The international team behind the research says they hope the study, which was published in the journal Science, will help normalize same-sex relations. It is the largest study to analyze the genetics of same-sex sexual behavior.
“I hope that the science can be used to educate people a little bit more about how natural and normal same-sex behavior is,” Benjamin Neale, a geneticist at the Broad Institute of M.I.T. and Harvard and one of the lead researchers, told the New York Times. “It’s written into our genes and it’s part of our environment. This is part of our species and it’s part of who we are.”
LGBTQ advocacy group GLAAD echoed this sentiment.
“This new study provides even more evidence that being gay or lesbian is a natural part of human life, a conclusion that has been drawn by researchers and scientists time and again,” Zeke Stokes, the GLAAD chief programs officer, said via The Wall Street Journal. “This new research also reconfirms the long established understanding that there is no conclusive degree to which nature or nurture influence how a gay or lesbian person behaves.”
The study parsed data from more than 470,000 people within the UK Biobank project, a resource for researchers funded by the National Institutes of Health and other agencies and 23andMe.
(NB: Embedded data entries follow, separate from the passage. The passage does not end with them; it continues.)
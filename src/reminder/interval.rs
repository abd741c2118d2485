//! Human-friendly interval parsing.
//!
//! Supports formats like `30m`, `2h`, `1d`. A single value plus unit only,
//! matching the persisted `intervalValue`/`intervalUnit` pair.

use crate::schedule::IntervalUnit;

/// Parse an interval spec into a value and unit.
///
/// Supported unit suffixes:
/// - `m` — minutes
/// - `h` — hours
/// - `d` — days
pub fn parse_interval(s: &str) -> Result<(i64, IntervalUnit), String> {
    let s = s.trim();
    if s.is_empty() {
        return Err("empty interval string".into());
    }

    let split = s
        .find(|c: char| !c.is_ascii_digit())
        .ok_or_else(|| format!("missing unit in {s:?}, expected m/h/d"))?;
    let (digits, suffix) = s.split_at(split);

    if digits.is_empty() {
        return Err(format!("missing number in {s:?}"));
    }
    let value: i64 = digits
        .parse()
        .map_err(|_| format!("number too large: {digits}"))?;

    let unit = match suffix {
        "m" => IntervalUnit::Minutes,
        "h" => IntervalUnit::Hours,
        "d" => IntervalUnit::Days,
        other => return Err(format!("unknown unit {other:?}, expected m/h/d")),
    };

    if value == 0 {
        return Err("interval must be greater than zero".into());
    }

    Ok((value, unit))
}

#[cfg(test)]
mod tests {
    use super::*;

    #[test]
    fn test_parse_minutes() {
        assert_eq!(parse_interval("30m").unwrap(), (30, IntervalUnit::Minutes));
    }

    #[test]
    fn test_parse_hours() {
        assert_eq!(parse_interval("2h").unwrap(), (2, IntervalUnit::Hours));
    }

    #[test]
    fn test_parse_days() {
        assert_eq!(parse_interval("1d").unwrap(), (1, IntervalUnit::Days));
    }

    #[test]
    fn test_parse_empty_fails() {
        assert!(parse_interval("").is_err());
    }

    #[test]
    fn test_parse_no_suffix_fails() {
        let err = parse_interval("30").unwrap_err();
        assert!(err.contains("missing unit"), "got: {err}");
    }

    #[test]
    fn test_parse_bad_suffix_fails() {
        let err = parse_interval("30x").unwrap_err();
        assert!(err.contains("unknown unit"), "got: {err}");
    }

    #[test]
    fn test_parse_compound_fails() {
        assert!(parse_interval("1h30m").is_err());
    }

    #[test]
    fn test_parse_zero_fails() {
        let err = parse_interval("0m").unwrap_err();
        assert!(err.contains("greater than zero"), "got: {err}");
    }

    #[test]
    fn test_parse_leading_suffix_fails() {
        assert!(parse_interval("m30").is_err());
    }

    #[test]
    fn test_parse_with_whitespace_trimmed() {
        assert_eq!(parse_interval("  30m  ").unwrap(), (30, IntervalUnit::Minutes));
    }
}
Of those surveyed, four percent of men and three percent of women said they had same-sex sexual experiences. Researchers said they did not focus on identity or orientation. They did not include transgender individuals.
Researchers found that genetics does play a role in sexual orientation to some extent: They estimated that one–third of the probabilistic influence on whether someone has same-sex relations emerges from a slew of genes. The remainder is determined by environmental factors. Yet gene markers alone cannot be used to predict a person’s sexuality.
“The genetic effects that differentiate heterosexual from same-sex sexual behavior are not the same as those that differ among nonheterosexuals with lower versus higher proportions of same-sex partners, which suggests that there is no single continuum from opposite-sex to same-sex preference,” the authors of the study asserted.
The study generated much debate and concern prior to publication. Some feared that the research would cause anti-gay activists to call for gene editing. Others feared that the study might be misunderstood as saying genetics were not involved whatsoever in homosexuality, giving ammunition to homophobes who believe sexuality is a choice.
“I deeply disagree about publishing this,” Steven Reilly, a geneticist and postdoctoral researcher who is on the steering committee of the Broad Institute’s LGBTQ affinity group, Out@Broad, told The New York Times. “It seems like something that could easily be misconstrued.”
“In a world without any discrimination, understanding human behavior is a noble goal, but we don’t live in that world,” Reilly added.
Meagan Olive, a research associate at the Broad Institute, wrote in an opinion essay about the study that the perception of the study “will have a more immediate and harmful impact than the findings presented within as we are in a media-based society with a short attention span and the full capacity to weaponize good science.”
“It is for this reason, and many more that my colleagues will outline in greater detail, that I am not satisfied with the authors’ justification for performing this study; they are ultimately jeopardizing the perception and safety of the LGBTQIA+ community,” Olive wrote.
Joe Vitti, a postdoctoral researcher at the Broad Institute, in one essay said he struggles “to understand the motivations behind a genome-wide association study for non-heterosexual behavior.”
“I have yet to see a compelling argument that the potential benefits of this study outweigh its potential harms,” Vitti wrote.
However, given the rise of genetic data and using it to associate genomes with human traits and behavior, some researchers of the study said such a study was long in the works, and argued it was best left in the hands of ethical researchers.
“It was inevitable that this [study] was going to be done,” Dr. Neale said, according to the Wall Street Journal. “I thought it was important that we do it in a way with multiple scientific expertises and advocacy groups because that actually enriches the science and hopefully improves public communication of the work.”